The Biggest Money Omissions I See

April 14, 2022

By Kimberly Quinn, CFP®

As a financial advisor, I know how many concerns and considerations you have on your plate. There’s a lot to think about—from investment management to insurance needs to estate planning and beyond!

Over the years I’ve seen many of my clients make the same omissions again and again. To help educate other investors, I thought it’d be helpful to share these oversights. After reading about these common money issues I hope you’ll be less likely to make them yourself.

Let’s look at some of the biggest money pitfalls I see and how you can avoid them.

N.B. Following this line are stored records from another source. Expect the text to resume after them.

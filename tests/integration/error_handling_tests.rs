// Error handling and edge case tests

use chrono::{DateTime, TimeZone, Utc, Weekday};
use serde_json::json;
use therapy_scheduler_lib::config::EngineConfig;
use therapy_scheduler_lib::error::AppError;
use therapy_scheduler_lib::models::availability::{TimeRange, WeeklyAvailability};
use therapy_scheduler_lib::models::plan::ScheduleConstraints;
use therapy_scheduler_lib::models::scheduling::{Client, ExistingSession, SessionStatus, Therapist};
use therapy_scheduler_lib::services::conflict_detector::ProposedSession;
use therapy_scheduler_lib::services::schedule_optimizer::CancellationFlag;
use therapy_scheduler_lib::services::schedule_utils;
use therapy_scheduler_lib::EngineState;

fn monday(hour: u32, minute: u32) -> DateTime<Utc> {
    Utc.with_ymd_and_hms(2025, 6, 2, hour, minute, 0)
        .single()
        .expect("valid datetime")
}

fn therapist() -> Therapist {
    Therapist {
        id: "t-1".into(),
        name: "Dana Ortiz".into(),
        availability: WeeklyAvailability::default()
            .with_day(Weekday::Mon, TimeRange::parse("09:00", "17:00").expect("range")),
        service_types: vec!["aba".into()],
        specialties: vec![],
        max_clients: 4,
        current_clients: 0,
        min_weekly_hours: 0.0,
        max_weekly_hours: 0.0,
    }
}

fn client() -> Client {
    Client {
        id: "c-1".into(),
        name: "Riley Chen".into(),
        availability: WeeklyAvailability::default()
            .with_day(Weekday::Mon, TimeRange::parse("10:00", "16:00").expect("range")),
        service_preferences: vec!["aba".into()],
        date_of_birth: None,
        authorized_units: 40,
    }
}

fn state() -> EngineState {
    EngineState::new(EngineConfig::default()).expect("engine state")
}

#[test]
fn test_zero_length_and_inverted_intervals_are_rejected() {
    let detector = state().detector();
    for (start, end) in [(monday(11, 0), monday(11, 0)), (monday(12, 0), monday(11, 0))] {
        let proposal = ProposedSession::new(start, end, "t-1", "c-1");
        let err = detector
            .detect(&proposal, &[], &therapist(), &client())
            .expect_err("invalid interval");
        assert!(matches!(err, AppError::Validation { details: Some(_), .. }));
    }
}

#[test]
fn test_missing_ids_are_rejected() {
    let detector = state().detector();
    let mut anonymous = therapist();
    anonymous.id = String::new();
    let proposal = ProposedSession::new(monday(11, 0), monday(12, 0), "", "c-1");
    let err = detector
        .detect(&proposal, &[], &anonymous, &client())
        .expect_err("missing therapist id");
    assert!(err.to_string().contains("therapist id is required"));
}

#[tokio::test]
async fn test_suggester_validates_before_searching() {
    let proposal = ProposedSession::new(monday(11, 0), monday(12, 0), "t-1", "c-9");
    let err = state()
        .suggester()
        .suggest(&proposal, &[], &therapist(), &client(), &[])
        .await
        .expect_err("mismatched client");
    assert!(err.is_validation());
}

#[test]
fn test_malformed_timestamps_and_times_fail_validation() {
    assert!(schedule_utils::parse_datetime("2025-06-02 11:00").is_err());
    assert!(schedule_utils::parse_datetime("2025-06-02T11:00:00+02:00").is_ok());
    assert!(schedule_utils::parse_time_of_day("25:00").is_err());
    assert!(TimeRange::parse("17:00", "09:00").is_err());

    let session: Result<ExistingSession, _> = serde_json::from_value(json!({
        "id": "s-1",
        "therapistId": "t-1",
        "clientId": "c-1",
        "startTime": "not a time",
        "endTime": "2025-06-02T12:00:00Z"
    }));
    assert!(session.is_err());
}

#[test]
fn test_inverted_availability_window_degrades_to_unavailable() {
    let client: Client = serde_json::from_value(json!({
        "id": "c-1",
        "name": "Riley Chen",
        "availability": {"monday": {"start": "16:00", "end": "10:00"}},
        "servicePreferences": ["aba"],
        "authorizedUnits": 40
    }))
    .expect("client json");

    let proposal = ProposedSession::new(monday(11, 0), monday(12, 0), "t-1", "c-1");
    let conflicts = state()
        .detector()
        .detect(&proposal, &[], &therapist(), &client)
        .expect("detect");
    assert_eq!(conflicts.len(), 1);
}

#[test]
fn test_batch_rejects_bad_snapshots() {
    let optimizer = state().optimizer();
    let constraints = ScheduleConstraints::starting_at(monday(0, 0));
    let cancel = CancellationFlag::new();

    let err = optimizer
        .optimize_batch(&[client()], &[therapist(), therapist()], &[], &constraints, &cancel)
        .expect_err("duplicate therapist");
    assert!(err.to_string().contains("duplicate therapist id"));

    let broken = ExistingSession {
        id: "s-bad".into(),
        therapist_id: "t-1".into(),
        client_id: "c-1".into(),
        start_time: monday(12, 0),
        end_time: monday(11, 0),
        status: SessionStatus::Scheduled,
    };
    let err = optimizer
        .optimize_batch(&[client()], &[therapist()], &[broken], &constraints, &cancel)
        .expect_err("inverted existing session");
    assert!(err.is_validation());

    let mut no_granularity = constraints.clone();
    no_granularity.slot_granularity_minutes = Some(0);
    assert!(optimizer
        .optimize_batch(&[], &[], &[], &no_granularity, &cancel)
        .is_err());
}

#[test]
fn test_empty_batch_is_a_valid_empty_plan() {
    let plan = state()
        .optimizer()
        .optimize_batch(
            &[],
            &[],
            &[],
            &ScheduleConstraints::starting_at(monday(0, 0)),
            &CancellationFlag::new(),
        )
        .expect("empty plan");
    assert!(plan.assignments.is_empty());
    assert!(plan.unassigned.is_empty());
    assert!(!plan.cancelled);
}

#[test]
fn test_client_without_therapists_is_explained() {
    let plan = state()
        .optimizer()
        .optimize_batch(
            &[client()],
            &[],
            &[],
            &ScheduleConstraints::starting_at(monday(0, 0)),
            &CancellationFlag::new(),
        )
        .expect("plan");
    let entry = plan.unassigned_for("c-1").expect("unassigned");
    assert_eq!(entry.reasons, vec!["no therapists available".to_string()]);
}

#[test]
fn test_invalid_env_values_fall_back_to_defaults() {
    let config = EngineConfig::from_lookup(|key| match key {
        "THERAPY_SCHEDULER_SEARCH_DAYS" => Some("-4".into()),
        "THERAPY_SCHEDULER_TIMEZONE" => Some("Mars/Olympus".into()),
        "THERAPY_SCHEDULER_MAX_ALTERNATIVES" => Some("3".into()),
        _ => None,
    });
    assert_eq!(config.search_days, EngineConfig::default().search_days);
    assert_eq!(config.timezone, chrono_tz::Tz::UTC);
    assert_eq!(config.max_alternatives, 3);
}
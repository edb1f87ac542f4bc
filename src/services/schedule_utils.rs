use chrono::{
    offset::LocalResult, DateTime, Datelike, Duration, NaiveDate, NaiveTime, TimeZone, Timelike,
    Utc, Weekday,
};
use chrono_tz::Tz;
use serde_json::json;

use crate::error::{AppError, AppResult};

pub fn parse_datetime(value: &str) -> AppResult<DateTime<Utc>> {
    DateTime::parse_from_rfc3339(value)
        .map(|dt| dt.with_timezone(&Utc))
        .map_err(|err| {
            AppError::validation_with_details(
                "invalid timestamp, expected ISO-8601",
                json!({"value": value, "error": err.to_string()}),
            )
        })
}

pub fn parse_time_of_day(value: &str) -> AppResult<NaiveTime> {
    let trimmed = value.trim();
    NaiveTime::parse_from_str(trimmed, "%H:%M")
        .or_else(|_| NaiveTime::parse_from_str(trimmed, "%H:%M:%S"))
        .map_err(|err| {
            AppError::validation_with_details(
                "invalid time of day, expected HH:MM",
                json!({"value": value, "error": err.to_string()}),
            )
        })
}

pub fn format_datetime(dt: DateTime<Utc>) -> String {
    dt.to_rfc3339()
}

pub fn add_minutes(dt: DateTime<Utc>, minutes: i64) -> AppResult<DateTime<Utc>> {
    dt.checked_add_signed(Duration::minutes(minutes))
        .ok_or_else(|| AppError::validation("time arithmetic out of range"))
}

/// Half-open overlap test; touching intervals do not overlap.
pub fn intervals_overlap<T: PartialOrd>(a_start: T, a_end: T, b_start: T, b_end: T) -> bool {
    a_start < b_end && b_start < a_end
}

pub fn ensure_interval(start: DateTime<Utc>, end: DateTime<Utc>) -> AppResult<()> {
    if end <= start {
        Err(AppError::validation_with_details(
            "session end time must be after its start time",
            json!({"startTime": format_datetime(start), "endTime": format_datetime(end)}),
        ))
    } else {
        Ok(())
    }
}

pub fn minutes_from_midnight(time: NaiveTime) -> i64 {
    (time.hour() as i64) * 60 + (time.minute() as i64)
}

/// A UTC interval resolved into practice-local calendar terms.
#[derive(Debug, Clone, Copy, PartialEq, Eq)]
pub struct LocalSlot {
    pub date: NaiveDate,
    pub weekday: Weekday,
    pub start: NaiveTime,
    pub end: NaiveTime,
    /// False when the interval crosses local midnight.
    pub same_day: bool,
}

pub fn local_slot(start: DateTime<Utc>, end: DateTime<Utc>, tz: Tz) -> LocalSlot {
    let local_start = start.with_timezone(&tz);
    let local_end = end.with_timezone(&tz);
    LocalSlot {
        date: local_start.date_naive(),
        weekday: local_start.weekday(),
        start: local_start.time(),
        end: local_end.time(),
        same_day: local_start.date_naive() == local_end.date_naive(),
    }
}

/// UTC instant for a local wall-clock time; ambiguous times take the earlier
/// instant and skipped (DST gap) times yield `None`.
pub fn at_local(date: NaiveDate, time: NaiveTime, tz: Tz) -> Option<DateTime<Utc>> {
    match tz.from_local_datetime(&date.and_time(time)) {
        LocalResult::Single(dt) => Some(dt.with_timezone(&Utc)),
        LocalResult::Ambiguous(first, _) => Some(first.with_timezone(&Utc)),
        LocalResult::None => None,
    }
}

/// Start times `step` minutes apart such that `[start, start + length)` fits
/// inside `[window_start, window_end)`.
pub fn slot_starts(
    window_start: NaiveTime,
    window_end: NaiveTime,
    length_minutes: i64,
    step_minutes: i64,
) -> Vec<NaiveTime> {
    if length_minutes <= 0 || step_minutes <= 0 {
        return Vec::new();
    }
    let open = minutes_from_midnight(window_start);
    let close = minutes_from_midnight(window_end);
    let mut starts = Vec::new();
    let mut cursor = open;
    while cursor + length_minutes <= close {
        starts.push(to_naive_time(cursor as u32));
        cursor += step_minutes;
    }
    starts
}

pub fn to_naive_time(total_minutes: u32) -> NaiveTime {
    let hours = total_minutes / 60;
    let minutes = total_minutes % 60;
    NaiveTime::from_hms_opt(hours, minutes, 0).unwrap_or(NaiveTime::MIN)
}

Not Understanding the Factors That Can Affect Your Outcome

Financial planning isn’t as simple as investing in the market and letting your portfolio grow. There are many factors to consider, some of which are in your control and some of which aren’t. Some common factors I see many investors overlook include:

Inflation

As an investor, you’re always fighting against inflation. While we can’t control inflation rates, we can control the choices you make with your investments to help beat inflation. According to the U.S. Department of Labor, the current annual rate of inflation is 8.5% for the previous 12 months, ending in March 2022.(1) This means that to beat inflation, your investments need to be earning more than 8.5%. Many investors forget to consider inflation, a critical oversight.

Sitting Out the Market

Many investors are nervous about entering the market, and I understand that hesitation. But I often see investors make the strategic mistake of waiting too long to invest or sitting out the market. I encourage my clients to start investing early and take the steps they can now to prepare themselves for the future. We don’t have a crystal ball and will never know where life will take us, so it’s better to be prepared for whatever the market might bring.

Investor Psychology

I urge my clients to consider their own psychology as an investor, one of the most consequential factors. We’re all different with different goals, risk tolerances, and financial needs; that being said, often my clients are their own worst enemies. For example, it might be tempting to sell some of your investments and bail when we see the market dip. But data shows that when you ride out the dip, you often come out ahead. According to the Securities and Exchange Commission (SEC), “over the long term the stock market has historically provided around 10% annual returns (closer to 6% or 7% ‘real’ returns when you subtract for the effects of inflation).” (2)

Emotional, rash decisions are often one of the biggest detriments to an investor’s performance.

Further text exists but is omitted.